> _Exercise directions_
Every line holding "notifying" should be copied from the records below.

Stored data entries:
★ ★ ★ ★

//! Memoized deep cloning of scene subtrees.

use std::collections::HashMap;

use uuid::Uuid;

use crate::node::NodeRef;

/// Clone context shared across one logical copy operation.
///
/// Nodes referenced more than once within the cloned subtree (aliased
/// shapes, diamond-shaped sharing) are cloned exactly once, so the sharing
/// structure of the original is preserved in the copy.
#[derive(Default)]
pub struct CloneMap {
    clones: HashMap<Uuid, NodeRef>,
}

impl CloneMap {
    pub fn new() -> Self {
        Self {
            clones: HashMap::new(),
        }
    }

    /// Returns the clone of `node`, creating it on first request.
    pub fn get_clone(&mut self, node: &NodeRef) -> NodeRef {
        if let Some(clone) = self.clones.get(&node.object_id()) {
            return clone.clone();
        }
        let clone = node.read().clone_node(self);
        self.clones.insert(node.object_id(), clone.clone());
        clone
    }

    /// The already-created clone of `node`, if any.
    pub fn find_clone(&self, node: &NodeRef) -> Option<NodeRef> {
        self.clones.get(&node.object_id()).cloned()
    }
}
//! Update notifications for scene graph mutations.
//!
//! Every scene node owns an [`UpdateSignal`]: a monotonically versioned
//! channel that observers (renderers, caches) connect to in order to learn
//! when a subtree changed and what kind of change it was. Mutating operations
//! emit exactly one notification after the edit is complete, never during it.

use std::sync::atomic::{AtomicU64, Ordering};
use std::sync::{Arc, Weak};

use parking_lot::Mutex;

bitflags::bitflags! {
    /// Nature of a scene graph change, combined bitwise.
    #[derive(Debug, Clone, Copy, PartialEq, Eq)]
    pub struct UpdateFlags: u32 {
        /// A node was added somewhere below the notifying node.
        const ADDED = 1 << 0;
        /// A node was removed somewhere below the notifying node.
        const REMOVED = 1 << 1;
        /// Content (geometry, appearance, transform) changed in place.
        const MODIFIED = 1 << 2;
    }
}

/// A change notification delivered to graph observers.
///
/// Observers decide what to invalidate from the flags: a renderer holding
/// per-subtree GPU caches drops buffers on `ADDED | REMOVED` and refreshes
/// uploaded data on `MODIFIED`.
#[derive(Debug, Clone, Copy)]
pub struct Update {
    flags: UpdateFlags,
}

impl Update {
    pub fn new(flags: UpdateFlags) -> Self {
        Self { flags }
    }

    /// An in-place content change.
    pub fn modified() -> Self {
        Self::new(UpdateFlags::MODIFIED)
    }

    pub fn flags(&self) -> UpdateFlags {
        self.flags
    }

    pub fn contains(&self, flags: UpdateFlags) -> bool {
        self.flags.contains(flags)
    }
}

type Slot = Arc<dyn Fn(&Update) + Send + Sync>;

struct SignalState {
    version: AtomicU64,
    next_slot_id: AtomicU64,
    slots: Mutex<Vec<(u64, Slot)>>,
}

/// Monotonically versioned update channel.
///
/// Emitting bumps the version counter and invokes every connected observer
/// with the update. The version allows cheap "did anything change since I
/// last looked" checks without connecting a callback.
pub struct UpdateSignal {
    state: Arc<SignalState>,
}

impl UpdateSignal {
    pub fn new() -> Self {
        Self {
            state: Arc::new(SignalState {
                version: AtomicU64::new(0),
                next_slot_id: AtomicU64::new(0),
                slots: Mutex::new(Vec::new()),
            }),
        }
    }

    /// Number of emissions so far.
    pub fn version(&self) -> u64 {
        self.state.version.load(Ordering::Acquire)
    }

    /// Connects an observer. The returned [`Connection`] disconnects the
    /// observer when dropped.
    pub fn connect(&self, f: impl Fn(&Update) + Send + Sync + 'static) -> Connection {
        let id = self.state.next_slot_id.fetch_add(1, Ordering::Relaxed);
        self.state.slots.lock().push((id, Arc::new(f)));
        Connection {
            state: Arc::downgrade(&self.state),
            id,
        }
    }

    /// Bumps the version and invokes every connected observer.
    ///
    /// Observers must not mutate the emitting node from inside the callback;
    /// they record what to invalidate and act afterwards.
    pub fn emit(&self, update: &Update) {
        self.state.version.fetch_add(1, Ordering::AcqRel);
        let slots: Vec<Slot> = self
            .state
            .slots
            .lock()
            .iter()
            .map(|(_, f)| f.clone())
            .collect();
        for slot in slots {
            slot(update);
        }
    }

    /// True if any observer is currently connected.
    pub fn has_observers(&self) -> bool {
        !self.state.slots.lock().is_empty()
    }
}

impl Default for UpdateSignal {
    fn default() -> Self {
        Self::new()
    }
}

/// Scoped connection to an [`UpdateSignal`].
///
/// Dropping the connection removes the observer, so a subscription lives
/// exactly as long as its holder.
pub struct Connection {
    state: Weak<SignalState>,
    id: u64,
}

impl Connection {
    /// Removes the observer now instead of at drop time.
    pub fn disconnect(&mut self) {
        if let Some(state) = self.state.upgrade() {
            state.slots.lock().retain(|(id, _)| *id != self.id);
        }
        self.state = Weak::new();
    }
}

impl Drop for Connection {
    fn drop(&mut self) {
        self.disconnect();
    }
}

★ ★ ★ ★

> _Answer box_
        /// A node was added somewhere below the notifying node.
        /// A node was removed somewhere below the notifying node.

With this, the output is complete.